Ian and Neil helped Matthew unload his packhorse of hides and meat, while the girls returned to the house. He had asked Catriona whether Seona was inside and if she had enjoyed their time candle-making. She was and had, Catriona reported, but in truth he was still distracted by the conversation he and Neil had had on their ride home from the village and what he had learned about Richard Waring, what the man had done to Willa, how he had died, and—most pertinent to Ian’s mind—his connection to Aram Crane. Doubtful if Crane would have figured into the MacGregors’ lives at all were it not for Richard Waring.
Having coveted Willa’s land, thinking he could brand her parents as Loyalists to the Crown to get it, Richard had been the cause of their deaths years before Willa returned from living with the Mohawk. He had covered the crime by letting everyone in Shiloh believe her parents had fled, driven away by their supposed Loyalist sentiments—hence the confiscation of Willa’s farm by the time she returned to it.
When she contested the accusation, Richard had enlisted Aram Crane, working for Colonel Waring as a groom, to harass her in every way possible, going so far as to truss Matthew and Maggie, then but children, inside her old cabin and set the place aflame. The children had been spared a horrible death by Francis Waring, hardly more than a boy himself, while outside, Willa was saved from Richard’s attack by Joseph Tames-His-Horse, who fought the man hand-to-hand by the light of that burning cabin. A fight in which Richard Waring fell upon his own knife and died of the wound. Joseph was taken into custody by Colonel Waring but released when Francis came forward and revealed all that his elder brother had done.

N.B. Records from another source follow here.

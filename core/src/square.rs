use serde::{Deserialize, Serialize};

use crate::*;

/// One cell of the board: a value hidden over the reward image.
#[derive(Copy, Clone, Debug, PartialEq, Eq, Serialize, Deserialize)]
pub struct Square {
    id: SquareId,
    value: Number,
    revealed: bool,
}

impl Square {
    pub const fn new(id: SquareId, value: Number) -> Self {
        Self {
            id,
            value,
            revealed: false,
        }
    }

    pub const fn id(&self) -> SquareId {
        self.id
    }

    pub const fn value(&self) -> Number {
        self.value
    }

    pub const fn is_revealed(&self) -> bool {
        self.revealed
    }

    /// Returns whether the square was hidden before.
    pub(crate) fn reveal(&mut self) -> bool {
        !core::mem::replace(&mut self.revealed, true)
    }
}
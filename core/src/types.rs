/// Identifier of a square, unique within its board and assigned in creation order.
pub type SquareId = u16;

/// Square values and targets.
pub type Number = u32;

/// Multiplier used in multiplication moves.
pub type TimesTable = u8;

/// Identifier of a reward image in the catalogue.
pub type ImageNumber = u8;

/// Linear dimension of the square board.
pub type BoardSize = u8;

/// Identifies one play-through, used to drop reveals scheduled for an abandoned session.
pub type SessionId = u32;
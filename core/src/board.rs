use alloc::collections::BTreeSet;
use alloc::vec::Vec;
use ndarray::Array2;
use serde::{Deserialize, Serialize};

use crate::*;

/// Square grid of one session, rows first.
#[derive(Clone, Debug, PartialEq, Serialize, Deserialize)]
pub struct Board {
    squares: Array2<Square>,
}

impl Board {
    /// Lays `squares` out row by row into a `size` x `size` grid.
    pub fn from_squares(size: BoardSize, squares: Vec<Square>) -> Result<Self> {
        let mut seen = BTreeSet::new();
        if !squares.iter().all(|square| seen.insert(square.id())) {
            return Err(GameError::InvalidBoardShape);
        }

        let size = usize::from(size);
        let squares = Array2::from_shape_vec((size, size), squares)
            .map_err(|_| GameError::InvalidBoardShape)?;
        Ok(Self { squares })
    }

    /// Builds a hidden board whose ids follow the order of `values`.
    pub fn from_values(size: BoardSize, values: &[Number]) -> Result<Self> {
        let squares = values
            .iter()
            .enumerate()
            .map(|(id, &value)| {
                let id = SquareId::try_from(id).map_err(|_| GameError::InvalidBoardShape)?;
                Ok(Square::new(id, value))
            })
            .collect::<Result<Vec<_>>>()?;
        Self::from_squares(size, squares)
    }

    pub fn size(&self) -> BoardSize {
        BoardSize::try_from(self.squares.nrows()).unwrap_or(BoardSize::MAX)
    }

    pub fn len(&self) -> usize {
        self.squares.len()
    }

    pub fn is_empty(&self) -> bool {
        self.squares.is_empty()
    }

    pub fn iter(&self) -> impl Iterator<Item = &Square> {
        self.squares.iter()
    }

    pub fn rows(&self) -> impl Iterator<Item = impl Iterator<Item = &Square>> {
        self.squares.rows().into_iter().map(|row| row.into_iter())
    }

    pub fn square(&self, id: SquareId) -> Option<&Square> {
        self.iter().find(|square| square.id() == id)
    }

    /// Squares that are still hidden and can take part in a move.
    pub fn available(&self) -> impl Iterator<Item = &Square> {
        self.iter().filter(|square| !square.is_revealed())
    }

    pub fn available_count(&self) -> usize {
        self.available().count()
    }

    pub fn revealed_count(&self) -> usize {
        self.len() - self.available_count()
    }

    pub fn is_fully_revealed(&self) -> bool {
        self.iter().all(Square::is_revealed)
    }

    /// Reveals every square listed in `ids`, returning how many were newly revealed.
    pub(crate) fn reveal(&mut self, ids: &[SquareId]) -> usize {
        self.squares
            .iter_mut()
            .filter(|square| ids.contains(&square.id()))
            .map(Square::reveal)
            .filter(|&newly_revealed| newly_revealed)
            .count()
    }

    pub(crate) fn reveal_all(&mut self) -> usize {
        self.squares
            .iter_mut()
            .map(Square::reveal)
            .filter(|&newly_revealed| newly_revealed)
            .count()
    }

    /// Reorders squares ascending by value, ids travel with their squares.
    pub(crate) fn sort_by_value(&mut self) {
        match self.squares.as_slice_mut() {
            Some(squares) => squares.sort_by_key(Square::value),
            None => log::warn!("Board layout is not contiguous, left unsorted"),
        }
    }
}
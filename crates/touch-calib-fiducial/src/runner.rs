//! Off-thread execution of the detection sweep.
//!
//! The sweep performs many image-processing passes and must not run on an
//! interactive caller's primary thread. [`spawn_detection`] moves one sweep
//! onto a dedicated thread and hands back a pollable handle. Callers are
//! expected to serialize sweeps (one in flight per image source);
//! abandoning a handle is safe, the sweep runs to completion or budget
//! expiry and its result is discarded.

use std::sync::mpsc::{self, Receiver, TryRecvError};
use std::thread::{self, JoinHandle};
use std::time::Duration;

use touch_calib_core::GrayBuffer;

use crate::params::SweepConfig;
use crate::pipeline::{detect_markers, DetectionReport};

/// Handle to a detection sweep running on its own thread.
#[derive(Debug)]
pub struct DetectionHandle {
    rx: Receiver<DetectionReport>,
    join: Option<JoinHandle<()>>,
}

/// Run `detect_markers` on a dedicated thread.
pub fn spawn_detection(image: GrayBuffer, cfg: SweepConfig) -> DetectionHandle {
    let (tx, rx) = mpsc::channel();
    let join = thread::spawn(move || {
        let report = detect_markers(&image.view(), &cfg);
        // The receiver may be gone if the caller abandoned the sweep.
        let _ = tx.send(report);
    });
    DetectionHandle {
        rx,
        join: Some(join),
    }
}

impl DetectionHandle {
    /// Non-blocking poll. Returns the report once, as soon as the sweep has
    /// finished.
    pub fn try_result(&mut self) -> Option<DetectionReport> {
        match self.rx.try_recv() {
            Ok(report) => {
                self.reap();
                Some(report)
            }
            Err(TryRecvError::Empty) => None,
            Err(TryRecvError::Disconnected) => {
                self.reap();
                None
            }
        }
    }

    /// Block until the sweep finishes. A worker that died without reporting
    /// yields an empty failed report.
    pub fn wait(mut self) -> DetectionReport {
        let report = self.rx.recv().unwrap_or_else(|_| {
            log::error!("detection worker exited without a report");
            DetectionReport {
                markers: Vec::new(),
                strategy: None,
                dictionary: None,
                elapsed: Duration::ZERO,
                success: false,
            }
        });
        self.reap();
        report
    }

    fn reap(&mut self) {
        if let Some(join) = self.join.take() {
            let _ = join.join();
        }
    }
}

#[cfg(test)]
mod tests {
    use super::*;
    use std::time::Instant;

    #[test]
    fn wait_returns_a_report_for_a_blank_image() {
        let img = GrayBuffer::filled(64, 64, 255);
        let handle = spawn_detection(img, SweepConfig::default());
        let report = handle.wait();
        assert!(!report.success);
    }

    #[test]
    fn polling_eventually_yields_a_report() {
        let img = GrayBuffer::filled(64, 64, 255);
        let mut handle = spawn_detection(img, SweepConfig::default());

        let deadline = Instant::now() + Duration::from_secs(30);
        loop {
            if let Some(report) = handle.try_result() {
                assert!(!report.success);
                break;
            }
            assert!(Instant::now() < deadline, "sweep never reported");
            std::thread::sleep(Duration::from_millis(10));
        }
    }
}
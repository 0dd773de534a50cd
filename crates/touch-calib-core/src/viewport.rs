use nalgebra::Point2;
use serde::{Deserialize, Serialize};

/// Uniform fit-and-center mapping between a display container and a source
/// image resolution.
///
/// The source image is scaled by `min(cw/sw, ch/sh)` and centered in the
/// container; these conversions invert or apply that transform. All
/// functions are pure.
#[derive(Clone, Copy, Debug, PartialEq, Serialize, Deserialize)]
pub struct ViewportMapping {
    pub container_w: f32,
    pub container_h: f32,
    pub source_w: u32,
    pub source_h: u32,
}

impl ViewportMapping {
    pub fn new(container_w: f32, container_h: f32, source_w: u32, source_h: u32) -> Self {
        Self {
            container_w,
            container_h,
            source_w,
            source_h,
        }
    }

    /// Scale and centering offset of the letterboxed source inside the
    /// container. Degenerate container or source dimensions fall back to
    /// the identity instead of dividing by zero.
    fn scale_offset(&self) -> (f32, f32, f32) {
        if self.container_w <= 0.0
            || self.container_h <= 0.0
            || self.source_w == 0
            || self.source_h == 0
        {
            return (1.0, 0.0, 0.0);
        }
        let sw = self.source_w as f32;
        let sh = self.source_h as f32;
        let scale = (self.container_w / sw).min(self.container_h / sh);
        let off_x = (self.container_w - sw * scale) * 0.5;
        let off_y = (self.container_h - sh * scale) * 0.5;
        (scale, off_x, off_y)
    }

    /// Map a container-space point onto the source image, clamped to
    /// `[0, source - 1]` on both axes. Never returns out-of-bounds pixels.
    pub fn to_source_pixel(&self, canvas: Point2<f32>) -> Point2<f32> {
        let (scale, off_x, off_y) = self.scale_offset();
        let x = (canvas.x - off_x) / scale;
        let y = (canvas.y - off_y) / scale;
        let max_x = self.source_w.saturating_sub(1) as f32;
        let max_y = self.source_h.saturating_sub(1) as f32;
        Point2::new(x.clamp(0.0, max_x), y.clamp(0.0, max_y))
    }

    /// Map a source pixel into container space. Not clamped: overlay points
    /// may land outside the container and visibility is the caller's call.
    pub fn to_container_point(&self, source: Point2<f32>) -> Point2<f32> {
        let (scale, off_x, off_y) = self.scale_offset();
        Point2::new(source.x * scale + off_x, source.y * scale + off_y)
    }

    /// Source pixel to `[0,1]^2` normalized coordinates.
    pub fn to_normalized(&self, source: Point2<f32>) -> Point2<f32> {
        if self.source_w == 0 || self.source_h == 0 {
            return source;
        }
        Point2::new(
            source.x / self.source_w as f32,
            source.y / self.source_h as f32,
        )
    }

    /// Normalized `[0,1]^2` coordinates back to source pixels.
    pub fn from_normalized(&self, norm: Point2<f32>) -> Point2<f32> {
        Point2::new(
            norm.x * self.source_w as f32,
            norm.y * self.source_h as f32,
        )
    }
}

#[cfg(test)]
mod tests {
    use super::*;
    use approx::assert_relative_eq;

    #[test]
    fn round_trip_inside_container() {
        let m = ViewportMapping::new(800.0, 600.0, 1920, 1080);
        for p in [
            Point2::new(400.0_f32, 300.0),
            Point2::new(120.0_f32, 200.0),
            Point2::new(700.0_f32, 400.0),
        ] {
            let src = m.to_source_pixel(p);
            let back = m.to_container_point(src);
            assert_relative_eq!(back.x, p.x, epsilon = 1e-3);
            assert_relative_eq!(back.y, p.y, epsilon = 1e-3);
        }
    }

    #[test]
    fn source_pixel_is_clamped_to_resolution() {
        let m = ViewportMapping::new(800.0, 600.0, 640, 480);
        let src = m.to_source_pixel(Point2::new(-50.0, 10_000.0));
        assert_eq!(src, Point2::new(0.0, 479.0));
    }

    #[test]
    fn forward_transform_is_not_clamped() {
        let m = ViewportMapping::new(800.0, 600.0, 640, 480);
        let out = m.to_container_point(Point2::new(-100.0, -100.0));
        assert!(out.x < 0.0 && out.y < 0.0);
    }

    #[test]
    fn degenerate_container_falls_back_to_identity() {
        let m = ViewportMapping::new(0.0, 600.0, 640, 480);
        let p = m.to_source_pixel(Point2::new(12.0, 34.0));
        assert_eq!(p, Point2::new(12.0, 34.0));
        assert_eq!(
            m.to_container_point(Point2::new(12.0, 34.0)),
            Point2::new(12.0, 34.0)
        );
    }

    #[test]
    fn normalized_round_trip() {
        let m = ViewportMapping::new(800.0, 600.0, 640, 480);
        let n = m.to_normalized(Point2::new(320.0, 120.0));
        assert_relative_eq!(n.x, 0.5, epsilon = 1e-6);
        assert_relative_eq!(n.y, 0.25, epsilon = 1e-6);
        let back = m.from_normalized(n);
        assert_relative_eq!(back.x, 320.0, epsilon = 1e-3);
        assert_relative_eq!(back.y, 120.0, epsilon = 1e-3);
    }
}
use touch_calib_core::GeometryError;

/// Session-level calibration failures.
///
/// Every variant is a routine outcome of noisy sensor data, returned as a
/// value so the caller can retry or adjust the physical setup. A detection
/// sweep that runs out of time is *not* an error: it surfaces as
/// `DetectionReport { success: false }` before the session is involved.
#[derive(thiserror::Error, Clone, Copy, Debug, PartialEq, Eq)]
pub enum CalibrationError {
    /// A pixel had no valid depth sample; retry with another point or a
    /// newer frame.
    #[error("no valid depth sample at the requested pixel")]
    MappingFailure,
    /// The captured surface points are collinear or coincident; re-pick.
    #[error("surface points are collinear or coincident")]
    DegeneratePlane,
    /// Fewer than the four required marker ids were detected.
    #[error("detected {found} of 4 required marker ids")]
    InsufficientMarkers { found: usize },
    /// The camera-to-display transform could not be solved.
    #[error("camera-to-display transform is singular")]
    SingularHomography,
}

impl From<GeometryError> for CalibrationError {
    fn from(e: GeometryError) -> Self {
        match e {
            GeometryError::DegeneratePlane => CalibrationError::DegeneratePlane,
            GeometryError::SingularHomography => CalibrationError::SingularHomography,
        }
    }
}
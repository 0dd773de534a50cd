//! Embedded built-in dictionaries.
//!
//! Code tables are checked in as constants: row-major inner bits, black = 1,
//! one `u64` per marker id.

use crate::Dictionary;

/// ArUco 4x4_50 code table (50 entries).
#[rustfmt::skip]
const ARUCO_4X4_50_CODES: [u64; 50] = [
    0x4cad, 0x59f0, 0xb4cc, 0x6299,
    0x792a, 0xb39e, 0x7479, 0x4f23,
    0x5b7f, 0x6af3, 0x899f, 0xe588,
    0xed70, 0xf054, 0x8d24, 0x7c64,
    0xa662, 0x0066, 0x7a36, 0xf56e,
    0xd161, 0xd40d, 0xab33, 0x41bb,
    0xe27f, 0x8e29, 0x2735, 0x2aa5,
    0xc484, 0xf62c, 0xa822, 0x4dea,
    0xf379, 0xd30f, 0x7510, 0x9490,
    0xae18, 0xff20, 0x6fb0, 0x5a38,
    0x18e8, 0x1454, 0x314c, 0x4d1c,
    0x1724, 0xd774, 0xfcb4, 0x26d2,
    0x740a, 0xc80a,
];

/// AprilTag 16h5 code table (30 entries).
#[rustfmt::skip]
const APRILTAG_16H5_CODES: [u64; 30] = [
    0xe960, 0x91ce, 0x1d29, 0x707c,
    0x2d9e, 0xbd7b, 0xe721, 0xb3d1,
    0xd773, 0x34e9, 0x0d62, 0x0f7c,
    0x3086, 0xf898, 0x5a0b, 0xf302,
    0x60aa, 0xe68c, 0x3b40, 0x98f4,
    0x6bd8, 0xf4d4, 0xbe13, 0x54e2,
    0x63b7, 0xa5fc, 0x7be3, 0x7618,
    0xb825, 0xbbaa,
];

pub const ARUCO_4X4_50: Dictionary = Dictionary {
    name: "ARUCO_4X4_50",
    marker_size: 4,
    max_correction_bits: 1,
    codes: &ARUCO_4X4_50_CODES,
};

pub const APRILTAG_16H5: Dictionary = Dictionary {
    name: "APRILTAG_16H5",
    marker_size: 4,
    max_correction_bits: 2,
    codes: &APRILTAG_16H5_CODES,
};

/// Look up a built-in dictionary by name.
pub fn builtin_dictionary(name: &str) -> Option<Dictionary> {
    match name {
        "ARUCO_4X4_50" => Some(ARUCO_4X4_50),
        "APRILTAG_16H5" => Some(APRILTAG_16H5),
        _ => None,
    }
}

/// Candidate dictionaries in default search order.
pub fn default_search_order() -> Vec<&'static str> {
    vec!["ARUCO_4X4_50", "APRILTAG_16H5"]
}
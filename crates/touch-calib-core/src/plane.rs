use nalgebra::{Point3, Vector3};
use serde::{Deserialize, Serialize};

use crate::GeometryError;

/// Minimum cross-product magnitude below which three points are treated as
/// collinear.
const COLLINEAR_EPS: f64 = 1e-9;

/// Plane in Hessian normal form: `normal . p + d = 0`.
///
/// The normal is unit length; this is established at construction and
/// asserted on every distance query, since a non-unit normal reaching a
/// distance computation is a programming error, not a data error.
#[derive(Clone, Copy, Debug, PartialEq, Serialize, Deserialize)]
pub struct Plane {
    pub normal: Vector3<f64>,
    pub d: f64,
}

impl Plane {
    /// Fit the plane through three sensor-space points (meters).
    ///
    /// Fails with [`GeometryError::DegeneratePlane`] when the points are
    /// collinear or coincident.
    pub fn from_three_points(
        p0: Point3<f64>,
        p1: Point3<f64>,
        p2: Point3<f64>,
    ) -> Result<Self, GeometryError> {
        let v1 = p1 - p0;
        let v2 = p2 - p0;
        let cross = v1.cross(&v2);
        if cross.norm() < COLLINEAR_EPS {
            log::debug!("plane fit rejected: points are collinear");
            return Err(GeometryError::DegeneratePlane);
        }

        let normal = normalize_or_up(cross);
        let d = -normal.dot(&p0.coords);
        log::debug!(
            "plane fit ok: normal=({:.4},{:.4},{:.4}) d={:.4}",
            normal.x,
            normal.y,
            normal.z,
            d
        );
        Ok(Self { normal, d })
    }

    /// Signed distance from `p` to the plane, positive on the normal side.
    #[inline]
    pub fn signed_distance_to(&self, p: Point3<f64>) -> f64 {
        assert!(
            (self.normal.norm() - 1.0).abs() < 1e-6,
            "plane normal must be unit length"
        );
        self.normal.dot(&p.coords) + self.d
    }

    /// Unsigned distance from `p` to the plane.
    #[inline]
    pub fn distance_to(&self, p: Point3<f64>) -> f64 {
        self.signed_distance_to(p).abs()
    }
}

/// Normalize `v`, falling back to the +Z unit vector for near-zero input.
///
/// Downstream consumers assume a well-formed unit vector; a NaN must never
/// escape this function.
pub fn normalize_or_up(v: Vector3<f64>) -> Vector3<f64> {
    let n = v.norm();
    if n < COLLINEAR_EPS {
        Vector3::z()
    } else {
        v / n
    }
}

#[cfg(test)]
mod tests {
    use super::*;
    use approx::assert_relative_eq;

    #[test]
    fn fitted_plane_has_unit_normal_and_contains_points() {
        let p0 = Point3::new(0.1, 0.2, 1.5);
        let p1 = Point3::new(0.8, 0.1, 1.4);
        let p2 = Point3::new(0.3, 0.9, 1.6);
        let plane = Plane::from_three_points(p0, p1, p2).expect("non-degenerate");

        assert_relative_eq!(plane.normal.norm(), 1.0, epsilon = 1e-6);
        assert!(plane.distance_to(p0) < 1e-6);
        assert!(plane.distance_to(p1) < 1e-6);
        assert!(plane.distance_to(p2) < 1e-6);
    }

    #[test]
    fn collinear_points_are_rejected() {
        let r = Plane::from_three_points(
            Point3::new(0.0, 0.0, 0.0),
            Point3::new(1.0, 0.0, 0.0),
            Point3::new(2.0, 0.0, 0.0),
        );
        assert_eq!(r, Err(GeometryError::DegeneratePlane));
    }

    #[test]
    fn coincident_points_are_rejected() {
        let p = Point3::new(0.5, 0.5, 1.0);
        assert!(Plane::from_three_points(p, p, Point3::new(1.0, 1.0, 1.0)).is_err());
    }

    #[test]
    fn signed_distance_changes_sign_across_plane() {
        let plane = Plane::from_three_points(
            Point3::new(0.0, 0.0, 1.0),
            Point3::new(1.0, 0.0, 1.0),
            Point3::new(0.0, 1.0, 1.0),
        )
        .expect("xy plane at z=1");

        let above = plane.signed_distance_to(Point3::new(0.3, 0.3, 1.2));
        let below = plane.signed_distance_to(Point3::new(0.3, 0.3, 0.8));
        assert!(above * below < 0.0);
        assert_relative_eq!(above.abs(), 0.2, epsilon = 1e-9);
    }

    #[test]
    fn normalize_or_up_never_returns_nan() {
        let v = normalize_or_up(Vector3::new(0.0, 0.0, 0.0));
        assert_eq!(v, Vector3::z());
        let w = normalize_or_up(Vector3::new(3.0, 0.0, 4.0));
        assert_relative_eq!(w.norm(), 1.0, epsilon = 1e-12);
    }
}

“As for Crane,” Neil had said, “he escaped his reckoning and fled into the mountains—not before attempting to murder me—where he’s been living all this while.”
“Except when he’s in Cooperstown,” Ian had replied as they came within sight of Neil’s farm. “Or Cherry Valley. Where, as it happens, I had a run-in with the man on my way to meet with Seona.” He had told his neighbor about the encounter that came after he paid off his land in gold. “Mined in Carolina,” he had said, “though I’ll ask ye to keep that quiet. I’ve not told Cooper where I came by it or another soul in New York. Seona doesn’t even know of its existence.”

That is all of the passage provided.